» DATA FOR REVIEW:
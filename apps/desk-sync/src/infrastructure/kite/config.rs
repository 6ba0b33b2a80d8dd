//! Kite adapter configuration.

use std::time::Duration;

use crate::infrastructure::config::{Credentials, DEFAULT_API_URL, DeskSettings};

/// Configuration for the Kite REST adapter.
#[derive(Debug, Clone)]
pub struct KiteConfig {
    /// REST root URL.
    pub base_url: String,
    /// API credentials.
    pub credentials: Credentials,
    /// HTTP request timeout.
    pub timeout: Duration,
    /// Retry policy for reads.
    pub retry: RetryConfig,
}

impl KiteConfig {
    /// Create a configuration against the production API.
    #[must_use]
    pub fn new(credentials: Credentials) -> Self {
        Self {
            base_url: DEFAULT_API_URL.to_string(),
            credentials,
            timeout: Duration::from_secs(7),
            retry: RetryConfig::default(),
        }
    }

    /// Build from desk settings.
    #[must_use]
    pub fn from_settings(settings: &DeskSettings) -> Self {
        Self::new(settings.credentials.clone()).with_base_url(&settings.api_url)
    }

    /// Point at another REST root.
    #[must_use]
    pub fn with_base_url(mut self, base_url: &str) -> Self {
        self.base_url = base_url.trim_end_matches('/').to_string();
        self
    }

    /// Set the HTTP timeout.
    #[must_use]
    pub const fn with_timeout(mut self, timeout: Duration) -> Self {
        self.timeout = timeout;
        self
    }

    /// Set the retry configuration.
    #[must_use]
    pub const fn with_retry(mut self, retry: RetryConfig) -> Self {
        self.retry = retry;
        self
    }
}

/// Retry configuration. Order placement, modification and cancellation are
/// never retried.
#[derive(Debug, Clone)]
pub struct RetryConfig {
    /// Maximum number of attempts per read.
    pub max_attempts: u32,
    /// Initial backoff duration.
    pub initial_backoff: Duration,
    /// Maximum backoff duration.
    pub max_backoff: Duration,
    /// Backoff multiplier.
    pub multiplier: f64,
}

impl Default for RetryConfig {
    fn default() -> Self {
        Self {
            max_attempts: 3,
            initial_backoff: Duration::from_millis(200),
            max_backoff: Duration::from_secs(2),
            multiplier: 2.0,
        }
    }
}

impl RetryConfig {
    /// A single attempt.
    #[must_use]
    pub const fn none() -> Self {
        Self {
            max_attempts: 1,
            initial_backoff: Duration::ZERO,
            max_backoff: Duration::ZERO,
            multiplier: 1.0,
        }
    }
}

#[cfg(test)]
mod tests {
    use super::*;

    fn credentials() -> Credentials {
        Credentials::new("key".to_string(), "token".to_string())
    }

    #[test]
    fn defaults_target_production() {
        let config = KiteConfig::new(credentials());
        assert_eq!(config.base_url, "https://api.kite.trade");
        assert_eq!(config.timeout, Duration::from_secs(7));
        assert_eq!(config.retry.max_attempts, 3);
    }

    #[test]
    fn base_url_trailing_slash_is_trimmed() {
        let config = KiteConfig::new(credentials()).with_base_url("http://127.0.0.1:8080/");
        assert_eq!(config.base_url, "http://127.0.0.1:8080");
    }
}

» WORK INSTRUCTION:
From the data, list each line in which the string "adapter" appears.

» TASK RESULT:
//! Kite adapter configuration.
/// Configuration for the Kite REST adapter.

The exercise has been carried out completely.